◆ **What you need to do**:
Run through the data and copy out every line that mentions the word "StructureError".

(Stored data)
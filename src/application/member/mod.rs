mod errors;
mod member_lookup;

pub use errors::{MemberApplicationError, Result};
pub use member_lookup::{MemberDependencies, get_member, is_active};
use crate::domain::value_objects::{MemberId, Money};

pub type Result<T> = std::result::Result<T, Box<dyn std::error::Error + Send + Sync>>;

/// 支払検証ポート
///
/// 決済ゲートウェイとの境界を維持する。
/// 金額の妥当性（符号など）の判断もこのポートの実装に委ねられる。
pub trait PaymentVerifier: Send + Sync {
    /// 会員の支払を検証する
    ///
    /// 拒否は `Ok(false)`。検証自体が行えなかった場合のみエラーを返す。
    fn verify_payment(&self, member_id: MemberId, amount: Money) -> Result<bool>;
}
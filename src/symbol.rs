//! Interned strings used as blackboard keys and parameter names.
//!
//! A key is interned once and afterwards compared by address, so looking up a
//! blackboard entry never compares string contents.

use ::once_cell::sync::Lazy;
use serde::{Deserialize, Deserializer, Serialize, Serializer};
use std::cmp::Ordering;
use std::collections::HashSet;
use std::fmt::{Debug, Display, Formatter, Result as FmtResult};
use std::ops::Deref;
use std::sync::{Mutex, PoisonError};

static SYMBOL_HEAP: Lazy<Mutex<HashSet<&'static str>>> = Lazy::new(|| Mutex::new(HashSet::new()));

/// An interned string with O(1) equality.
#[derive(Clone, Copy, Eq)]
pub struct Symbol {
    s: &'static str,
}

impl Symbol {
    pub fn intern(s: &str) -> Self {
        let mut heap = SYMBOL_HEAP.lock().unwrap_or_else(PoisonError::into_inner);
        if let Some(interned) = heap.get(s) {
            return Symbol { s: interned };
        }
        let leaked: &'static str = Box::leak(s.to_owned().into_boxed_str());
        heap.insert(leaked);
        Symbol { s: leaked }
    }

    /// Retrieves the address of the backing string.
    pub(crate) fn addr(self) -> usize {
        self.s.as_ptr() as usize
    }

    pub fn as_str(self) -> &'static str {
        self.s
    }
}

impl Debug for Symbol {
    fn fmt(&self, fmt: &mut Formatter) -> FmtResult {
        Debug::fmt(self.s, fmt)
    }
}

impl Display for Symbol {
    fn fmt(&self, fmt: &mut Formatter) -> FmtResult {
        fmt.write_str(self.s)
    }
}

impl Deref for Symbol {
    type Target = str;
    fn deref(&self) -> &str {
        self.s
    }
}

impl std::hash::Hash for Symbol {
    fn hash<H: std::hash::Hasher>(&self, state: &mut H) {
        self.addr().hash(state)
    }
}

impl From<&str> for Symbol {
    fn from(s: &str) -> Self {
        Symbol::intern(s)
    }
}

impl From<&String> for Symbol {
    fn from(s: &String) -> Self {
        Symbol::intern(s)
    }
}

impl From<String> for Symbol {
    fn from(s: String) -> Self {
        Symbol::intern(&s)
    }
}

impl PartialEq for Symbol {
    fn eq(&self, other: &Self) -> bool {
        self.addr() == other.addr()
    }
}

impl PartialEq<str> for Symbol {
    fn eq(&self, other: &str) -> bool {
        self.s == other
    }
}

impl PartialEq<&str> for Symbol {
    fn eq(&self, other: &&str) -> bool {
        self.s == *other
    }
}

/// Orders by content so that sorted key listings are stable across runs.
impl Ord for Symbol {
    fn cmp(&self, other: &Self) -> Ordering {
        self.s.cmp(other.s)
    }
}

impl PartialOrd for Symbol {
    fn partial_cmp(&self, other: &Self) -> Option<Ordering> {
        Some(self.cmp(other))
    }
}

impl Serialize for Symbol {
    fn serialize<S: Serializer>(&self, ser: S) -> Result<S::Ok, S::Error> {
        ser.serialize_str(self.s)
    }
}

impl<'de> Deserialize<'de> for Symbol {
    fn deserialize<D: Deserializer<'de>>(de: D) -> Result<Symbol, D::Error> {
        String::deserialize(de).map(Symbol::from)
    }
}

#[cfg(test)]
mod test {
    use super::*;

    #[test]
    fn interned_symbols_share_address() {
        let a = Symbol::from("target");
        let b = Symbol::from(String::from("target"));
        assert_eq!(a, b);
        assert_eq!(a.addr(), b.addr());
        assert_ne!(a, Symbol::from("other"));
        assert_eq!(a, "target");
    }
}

==

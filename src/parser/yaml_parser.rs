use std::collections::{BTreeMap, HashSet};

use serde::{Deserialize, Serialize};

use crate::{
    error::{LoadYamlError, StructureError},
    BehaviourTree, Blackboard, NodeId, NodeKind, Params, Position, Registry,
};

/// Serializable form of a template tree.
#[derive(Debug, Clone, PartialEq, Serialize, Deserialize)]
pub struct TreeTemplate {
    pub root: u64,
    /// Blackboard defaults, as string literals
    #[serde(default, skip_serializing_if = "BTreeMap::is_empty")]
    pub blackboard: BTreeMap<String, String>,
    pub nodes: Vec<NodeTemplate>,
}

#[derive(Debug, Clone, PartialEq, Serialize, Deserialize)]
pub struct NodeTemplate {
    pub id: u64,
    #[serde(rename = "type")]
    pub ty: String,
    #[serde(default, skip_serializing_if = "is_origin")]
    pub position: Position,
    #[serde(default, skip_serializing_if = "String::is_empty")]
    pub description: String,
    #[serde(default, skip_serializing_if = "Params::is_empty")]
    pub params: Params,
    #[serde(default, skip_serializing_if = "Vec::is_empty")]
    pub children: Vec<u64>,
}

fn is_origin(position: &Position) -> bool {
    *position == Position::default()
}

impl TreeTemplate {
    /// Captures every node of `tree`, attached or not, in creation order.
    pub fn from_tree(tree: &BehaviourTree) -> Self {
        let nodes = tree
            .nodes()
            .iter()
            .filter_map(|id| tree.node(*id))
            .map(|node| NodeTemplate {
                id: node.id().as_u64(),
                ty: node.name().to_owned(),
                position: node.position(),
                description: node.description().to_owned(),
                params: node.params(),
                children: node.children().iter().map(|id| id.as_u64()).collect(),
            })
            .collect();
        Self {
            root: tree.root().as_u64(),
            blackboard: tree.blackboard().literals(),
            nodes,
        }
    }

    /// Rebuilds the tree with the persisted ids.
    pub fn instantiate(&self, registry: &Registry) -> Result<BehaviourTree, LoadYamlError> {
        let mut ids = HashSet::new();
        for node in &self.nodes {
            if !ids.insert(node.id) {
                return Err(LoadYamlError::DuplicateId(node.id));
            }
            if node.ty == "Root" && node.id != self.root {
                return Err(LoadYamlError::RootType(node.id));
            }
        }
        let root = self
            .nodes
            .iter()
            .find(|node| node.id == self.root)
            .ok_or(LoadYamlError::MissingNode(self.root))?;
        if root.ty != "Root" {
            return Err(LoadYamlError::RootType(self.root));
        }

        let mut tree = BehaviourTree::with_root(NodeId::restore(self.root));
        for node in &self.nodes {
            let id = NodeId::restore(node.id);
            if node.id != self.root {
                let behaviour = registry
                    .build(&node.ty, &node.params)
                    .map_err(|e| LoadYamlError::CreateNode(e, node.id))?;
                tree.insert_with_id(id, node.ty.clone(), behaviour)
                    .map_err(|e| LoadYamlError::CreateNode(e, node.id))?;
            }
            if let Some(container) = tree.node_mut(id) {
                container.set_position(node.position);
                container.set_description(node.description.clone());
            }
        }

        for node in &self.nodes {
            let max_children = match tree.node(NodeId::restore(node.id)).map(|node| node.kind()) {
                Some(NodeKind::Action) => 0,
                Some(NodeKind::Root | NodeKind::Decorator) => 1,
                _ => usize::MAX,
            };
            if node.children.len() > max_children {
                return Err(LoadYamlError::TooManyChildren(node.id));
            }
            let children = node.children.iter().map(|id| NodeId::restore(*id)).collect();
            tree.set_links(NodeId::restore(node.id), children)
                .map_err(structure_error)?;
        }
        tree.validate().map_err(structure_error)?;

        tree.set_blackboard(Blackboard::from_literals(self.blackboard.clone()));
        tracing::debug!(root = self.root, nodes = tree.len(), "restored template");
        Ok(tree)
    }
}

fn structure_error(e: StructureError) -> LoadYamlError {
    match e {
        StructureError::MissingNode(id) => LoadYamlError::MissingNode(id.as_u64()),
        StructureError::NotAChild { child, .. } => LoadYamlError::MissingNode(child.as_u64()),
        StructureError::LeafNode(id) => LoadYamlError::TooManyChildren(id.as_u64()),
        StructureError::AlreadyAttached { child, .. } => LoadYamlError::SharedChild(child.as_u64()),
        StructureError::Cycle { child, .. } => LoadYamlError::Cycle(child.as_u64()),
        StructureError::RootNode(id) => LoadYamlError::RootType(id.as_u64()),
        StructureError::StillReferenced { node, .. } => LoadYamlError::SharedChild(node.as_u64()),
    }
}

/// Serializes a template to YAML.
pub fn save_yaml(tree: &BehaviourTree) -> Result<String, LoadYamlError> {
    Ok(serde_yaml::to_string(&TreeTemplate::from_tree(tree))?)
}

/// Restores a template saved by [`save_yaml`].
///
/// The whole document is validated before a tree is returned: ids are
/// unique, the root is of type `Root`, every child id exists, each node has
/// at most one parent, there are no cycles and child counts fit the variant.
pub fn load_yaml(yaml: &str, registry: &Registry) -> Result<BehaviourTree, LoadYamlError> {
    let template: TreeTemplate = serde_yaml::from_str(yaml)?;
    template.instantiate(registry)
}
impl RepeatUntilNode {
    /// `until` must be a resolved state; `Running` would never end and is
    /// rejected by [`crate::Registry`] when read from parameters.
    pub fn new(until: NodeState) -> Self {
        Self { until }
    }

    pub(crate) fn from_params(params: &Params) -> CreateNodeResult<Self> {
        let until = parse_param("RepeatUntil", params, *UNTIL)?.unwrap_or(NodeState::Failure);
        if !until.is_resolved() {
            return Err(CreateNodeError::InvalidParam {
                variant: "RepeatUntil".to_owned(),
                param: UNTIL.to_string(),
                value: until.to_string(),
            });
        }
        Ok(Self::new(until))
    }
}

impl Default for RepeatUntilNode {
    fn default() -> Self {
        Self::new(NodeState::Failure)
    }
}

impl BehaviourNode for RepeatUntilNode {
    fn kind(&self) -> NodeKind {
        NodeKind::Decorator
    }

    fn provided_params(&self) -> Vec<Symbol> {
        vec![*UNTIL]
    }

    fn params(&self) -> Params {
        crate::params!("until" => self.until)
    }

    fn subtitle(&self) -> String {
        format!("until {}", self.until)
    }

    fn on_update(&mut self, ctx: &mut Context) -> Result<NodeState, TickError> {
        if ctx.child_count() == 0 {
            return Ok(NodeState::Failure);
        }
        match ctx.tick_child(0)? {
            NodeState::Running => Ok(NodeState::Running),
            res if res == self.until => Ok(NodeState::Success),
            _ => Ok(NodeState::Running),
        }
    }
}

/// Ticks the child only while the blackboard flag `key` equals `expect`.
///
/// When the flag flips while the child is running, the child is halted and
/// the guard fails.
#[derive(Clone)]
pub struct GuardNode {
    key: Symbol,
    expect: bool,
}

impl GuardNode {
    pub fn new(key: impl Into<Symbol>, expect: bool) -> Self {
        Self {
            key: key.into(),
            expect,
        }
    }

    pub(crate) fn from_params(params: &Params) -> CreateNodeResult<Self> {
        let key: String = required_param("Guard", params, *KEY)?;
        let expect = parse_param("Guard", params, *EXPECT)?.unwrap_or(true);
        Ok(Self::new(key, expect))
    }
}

◆ **Solved problem**:
    error::{LoadYamlError, StructureError},
fn structure_error(e: StructureError) -> LoadYamlError {
        StructureError::MissingNode(id) => LoadYamlError::MissingNode(id.as_u64()),
        StructureError::NotAChild { child, .. } => LoadYamlError::MissingNode(child.as_u64()),
        StructureError::LeafNode(id) => LoadYamlError::TooManyChildren(id.as_u64()),
        StructureError::AlreadyAttached { child, .. } => LoadYamlError::SharedChild(child.as_u64()),
        StructureError::Cycle { child, .. } => LoadYamlError::Cycle(child.as_u64()),
        StructureError::RootNode(id) => LoadYamlError::RootType(id.as_u64()),
        StructureError::StillReferenced { node, .. } => LoadYamlError::SharedChild(node.as_u64()),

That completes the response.